//! Project store: compose a manifest-plus-files project into one in-memory
//! document and decompose it back to files.

use std::io::ErrorKind;
use std::path::{Path, PathBuf};

use serde_json::{Map, Value};
use tracing::warn;

use nodegraph_core::{Error, Result};
use nodegraph_schema::validate_project;

use crate::io;
use crate::sandbox::resolve_inside;
use crate::types::{ProjectWriteOutcome, Validation, WriteOptions};

/// Manifest file name inside every project directory.
pub const MANIFEST_FILE: &str = "manifest.json";

/// Store of project directories under a projects root.
#[derive(Debug, Clone)]
pub struct ProjectStore {
    root: PathBuf,
}

impl ProjectStore {
    pub fn new(root: impl Into<PathBuf>) -> Self {
        Self { root: root.into() }
    }

    pub fn root(&self) -> &Path {
        &self.root
    }

    /// Read a project directory into one composed document.
    ///
    /// The manifest is read raw; every manifest-listed graph (and struct)
    /// path is resolved relative to the project directory, sandboxed, and
    /// read into the corresponding map. Entries with a missing or empty id
    /// or path are skipped. `structs` is omitted entirely when nothing
    /// resolves into it.
    pub async fn read(&self, path: &str) -> Result<(String, Value)> {
        let project_root = resolve_inside(&self.root, path)?;
        let manifest_path = resolve_inside(&project_root, MANIFEST_FILE)?;
        let manifest = match io::read_json(&manifest_path).await {
            Err(Error::NotFound(_)) => {
                return Err(Error::NotFound(format!("{path}/{MANIFEST_FILE}")))
            }
            other => other?,
        };

        let mut graphs = Map::new();
        for entry in manifest_entries(&manifest, "graphs", "graphId") {
            let graph_path = resolve_inside(&project_root, &entry.file)?;
            graphs.insert(entry.id, io::read_json(&graph_path).await?);
        }

        let mut structs = Map::new();
        for entry in manifest_entries(&manifest, "structures", "structId") {
            let struct_path = resolve_inside(&project_root, &entry.file)?;
            structs.insert(entry.id, io::read_json(&struct_path).await?);
        }

        let mut document = Map::new();
        document.insert("manifest".to_string(), manifest);
        document.insert("graphs".to_string(), Value::Object(graphs));
        if !structs.is_empty() {
            document.insert("structs".to_string(), Value::Object(structs));
        }

        Ok((
            io::relative_display(&self.root, &project_root),
            Value::Object(document),
        ))
    }

    /// Validate and write a project document to its directory layout.
    ///
    /// The whole candidate is validated first; on failure nothing is
    /// written. Every target path is resolved through the sandbox before
    /// the first write, so a path escape never leaves a partial project
    /// behind. Without `overwrite`, `manifest.json` is created exclusively
    /// so an existing project fails with `AlreadyExists` (a bare directory
    /// without a manifest does not count). Manifest entries with no payload
    /// in the document are recorded as warnings and the write proceeds for
    /// the rest.
    pub async fn write(
        &self,
        path: &str,
        candidate: &Value,
        opts: &WriteOptions,
    ) -> Result<ProjectWriteOutcome> {
        let project_root = resolve_inside(&self.root, path)?;
        let doc = match validate_project(candidate) {
            Ok(doc) => doc,
            Err(issues) => return Ok(ProjectWriteOutcome::Invalid { issues }),
        };

        let manifest_path = resolve_inside(&project_root, MANIFEST_FILE)?;
        let mut warnings = Vec::new();
        let mut graph_files = Vec::new();
        let mut struct_files = Vec::new();

        for entry in &doc.manifest.graphs {
            let Some(graph) = doc.graphs.get(&entry.graph_id) else {
                warnings.push(format!("Missing graph data for graphId: {}", entry.graph_id));
                continue;
            };
            graph_files.push((resolve_inside(&project_root, &entry.path)?, graph));
        }

        if let (Some(structures), Some(structs)) = (&doc.manifest.structures, &doc.structs) {
            for entry in structures {
                let id = entry
                    .get("structId")
                    .and_then(Value::as_str)
                    .filter(|s| !s.is_empty());
                let file = entry
                    .get("path")
                    .and_then(Value::as_str)
                    .filter(|s| !s.is_empty());
                let (Some(id), Some(file)) = (id, file) else {
                    continue;
                };
                let payload = match structs.get(id) {
                    Some(payload) if !payload.is_null() => payload,
                    _ => {
                        warnings.push(format!("Missing struct data for structId: {id}"));
                        continue;
                    }
                };
                struct_files.push((resolve_inside(&project_root, file)?, payload));
            }
        }

        if opts.overwrite {
            io::write_json(&manifest_path, &doc.manifest, opts.pretty).await?;
        } else {
            match io::write_json_new(&manifest_path, &doc.manifest, opts.pretty).await {
                Err(Error::Io(err)) if err.kind() == ErrorKind::AlreadyExists => {
                    return Err(Error::AlreadyExists(path.to_string()));
                }
                other => other?,
            }
        }
        for (target, graph) in &graph_files {
            io::write_json(target, graph, opts.pretty).await?;
        }
        for (target, payload) in &struct_files {
            io::write_json(target, payload, opts.pretty).await?;
        }

        if !warnings.is_empty() {
            warn!("Project {} written with {} warning(s)", path, warnings.len());
        }

        Ok(ProjectWriteOutcome::Written {
            path: io::relative_display(&self.root, &project_root),
            warnings,
        })
    }

    /// Validate a project from its directory (composed form) or an inline
    /// payload. Exactly one of the two must be supplied.
    pub async fn validate(&self, path: Option<&str>, inline: Option<&Value>) -> Result<Validation> {
        let candidate = match (path, inline) {
            (Some(path), None) => self.read(path).await?.1,
            (None, Some(inline)) => inline.clone(),
            _ => {
                return Err(Error::Usage(
                    "validate requires exactly one of path or document".to_string(),
                ))
            }
        };
        Ok(match validate_project(&candidate) {
            Ok(_) => Validation { issues: Vec::new() },
            Err(issues) => Validation { issues },
        })
    }
}

struct FileEntry {
    id: String,
    file: String,
}

/// Manifest entries that name both an id and a relative file path; anything
/// else is skipped.
fn manifest_entries(manifest: &Value, key: &str, id_key: &str) -> Vec<FileEntry> {
    let Some(entries) = manifest.get(key).and_then(Value::as_array) else {
        return Vec::new();
    };
    entries
        .iter()
        .filter_map(|entry| {
            let id = entry.get(id_key)?.as_str()?;
            let file = entry.get("path")?.as_str()?;
            if id.is_empty() || file.is_empty() {
                return None;
            }
            Some(FileEntry {
                id: id.to_string(),
                file: file.to_string(),
            })
        })
        .collect()
}

#[cfg(test)]
mod tests {
    use super::*;
    use serde_json::json;

    fn store(dir: &tempfile::TempDir) -> ProjectStore {
        ProjectStore::new(dir.path().join("projects"))
    }

    fn graph(name: &str) -> Value {
        json!({"schemaVersion": 1, "name": name, "nodes": [], "edges": []})
    }

    fn project_document() -> Value {
        json!({
            "manifest": {
                "project": {"id": "p1", "name": "Demo"},
                "graphs": [
                    {"graphId": "a", "name": "A", "path": "a.json"},
                    {"graphId": "b", "name": "B", "path": "flows/b.json"},
                ],
            },
            "graphs": {
                "a": graph("A"),
                "b": graph("B"),
            },
        })
    }

    #[tokio::test]
    async fn test_write_then_read_composes_document() {
        let dir = tempfile::tempdir().unwrap();
        let store = store(&dir);
        let outcome = store
            .write("demo", &project_document(), &WriteOptions::default())
            .await
            .unwrap();
        match outcome {
            ProjectWriteOutcome::Written { path, warnings } => {
                assert_eq!(path, "demo");
                assert!(warnings.is_empty());
            }
            other => panic!("unexpected outcome: {other:?}"),
        }

        let (path, document) = store.read("demo").await.unwrap();
        assert_eq!(path, "demo");
        assert_eq!(document["manifest"]["project"]["id"], json!("p1"));
        assert_eq!(document["graphs"]["a"]["name"], json!("A"));
        assert_eq!(document["graphs"]["b"]["name"], json!("B"));
        // No structures declared: the map is omitted, not empty.
        assert!(document.get("structs").is_none());
    }

    #[tokio::test]
    async fn test_missing_graph_payload_is_a_warning() {
        let dir = tempfile::tempdir().unwrap();
        let store = store(&dir);
        let mut candidate = project_document();
        candidate["graphs"].as_object_mut().unwrap().remove("b");

        let outcome = store
            .write("demo", &candidate, &WriteOptions::default())
            .await
            .unwrap();
        match outcome {
            ProjectWriteOutcome::Written { warnings, .. } => {
                assert_eq!(warnings, vec!["Missing graph data for graphId: b".to_string()]);
            }
            other => panic!("unexpected outcome: {other:?}"),
        }
        assert!(dir.path().join("projects/demo/a.json").exists());
        assert!(!dir.path().join("projects/demo/flows/b.json").exists());
        assert!(dir.path().join("projects/demo/manifest.json").exists());
    }

    #[tokio::test]
    async fn test_invalid_project_writes_nothing() {
        let dir = tempfile::tempdir().unwrap();
        let store = store(&dir);
        let outcome = store
            .write("demo", &json!({"graphs": {}}), &WriteOptions::default())
            .await
            .unwrap();
        match outcome {
            ProjectWriteOutcome::Invalid { issues } => {
                assert_eq!(issues[0].path, "manifest");
            }
            other => panic!("unexpected outcome: {other:?}"),
        }
        assert!(!dir.path().join("projects/demo").exists());
    }

    #[tokio::test]
    async fn test_existing_manifest_blocks_without_overwrite() {
        let dir = tempfile::tempdir().unwrap();
        let store = store(&dir);
        store
            .write("demo", &project_document(), &WriteOptions::default())
            .await
            .unwrap();
        let err = store
            .write("demo", &project_document(), &WriteOptions::default())
            .await
            .unwrap_err();
        assert!(matches!(err, Error::AlreadyExists(_)));

        // With overwrite the same write goes through.
        store
            .write(
                "demo",
                &project_document(),
                &WriteOptions {
                    overwrite: true,
                    ..WriteOptions::default()
                },
            )
            .await
            .unwrap();
    }

    #[tokio::test]
    async fn test_bare_directory_does_not_block() {
        let dir = tempfile::tempdir().unwrap();
        let store = store(&dir);
        std::fs::create_dir_all(dir.path().join("projects/demo")).unwrap();
        let outcome = store
            .write("demo", &project_document(), &WriteOptions::default())
            .await
            .unwrap();
        assert!(matches!(outcome, ProjectWriteOutcome::Written { .. }));
    }

    #[tokio::test]
    async fn test_structs_round_trip_and_warning() {
        let dir = tempfile::tempdir().unwrap();
        let store = store(&dir);
        let mut candidate = project_document();
        candidate["manifest"]["structures"] = json!([
            {"structId": "s1", "path": "structs/s1.json"},
            {"structId": "s2", "path": "structs/s2.json"},
        ]);
        candidate["structs"] = json!({"s1": {"fields": ["hp", "mp"]}});

        let outcome = store
            .write("demo", &candidate, &WriteOptions::default())
            .await
            .unwrap();
        match outcome {
            ProjectWriteOutcome::Written { warnings, .. } => {
                assert_eq!(warnings, vec!["Missing struct data for structId: s2".to_string()]);
            }
            other => panic!("unexpected outcome: {other:?}"),
        }

        let (_, document) = store.read("demo").await.unwrap();
        assert_eq!(document["structs"]["s1"]["fields"], json!(["hp", "mp"]));
        assert!(document["structs"].get("s2").is_none());
    }

    #[tokio::test]
    async fn test_escaping_manifest_path_is_rejected() {
        let dir = tempfile::tempdir().unwrap();
        let store = store(&dir);
        let mut candidate = project_document();
        candidate["manifest"]["graphs"] = json!([
            {"graphId": "a", "name": "A", "path": "../../evil.json"},
        ]);
        let err = store
            .write("demo", &candidate, &WriteOptions::default())
            .await
            .unwrap_err();
        assert!(matches!(err, Error::PathEscape(_)));
        // All target paths are resolved before the first write.
        assert!(!dir.path().join("projects/demo/manifest.json").exists());
        assert!(!dir.path().join("evil.json").exists());
    }

    #[tokio::test]
    async fn test_read_missing_manifest_is_not_found() {
        let dir = tempfile::tempdir().unwrap();
        let err = store(&dir).read("ghost").await.unwrap_err();
        assert!(matches!(err, Error::NotFound(_)));
    }

    #[tokio::test]
    async fn test_validate_requires_exactly_one_source() {
        let dir = tempfile::tempdir().unwrap();
        let store = store(&dir);
        assert!(matches!(
            store.validate(None, None).await.unwrap_err(),
            Error::Usage(_)
        ));
        let inline = project_document();
        assert!(matches!(
            store
                .validate(Some("demo"), Some(&inline))
                .await
                .unwrap_err(),
            Error::Usage(_)
        ));
        let validation = store.validate(None, Some(&inline)).await.unwrap();
        assert!(validation.is_valid());
    }
}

Exercise. Every line of the listing that holds the string "pretty" counts once. Give the total alone.

Solution to this problem. 4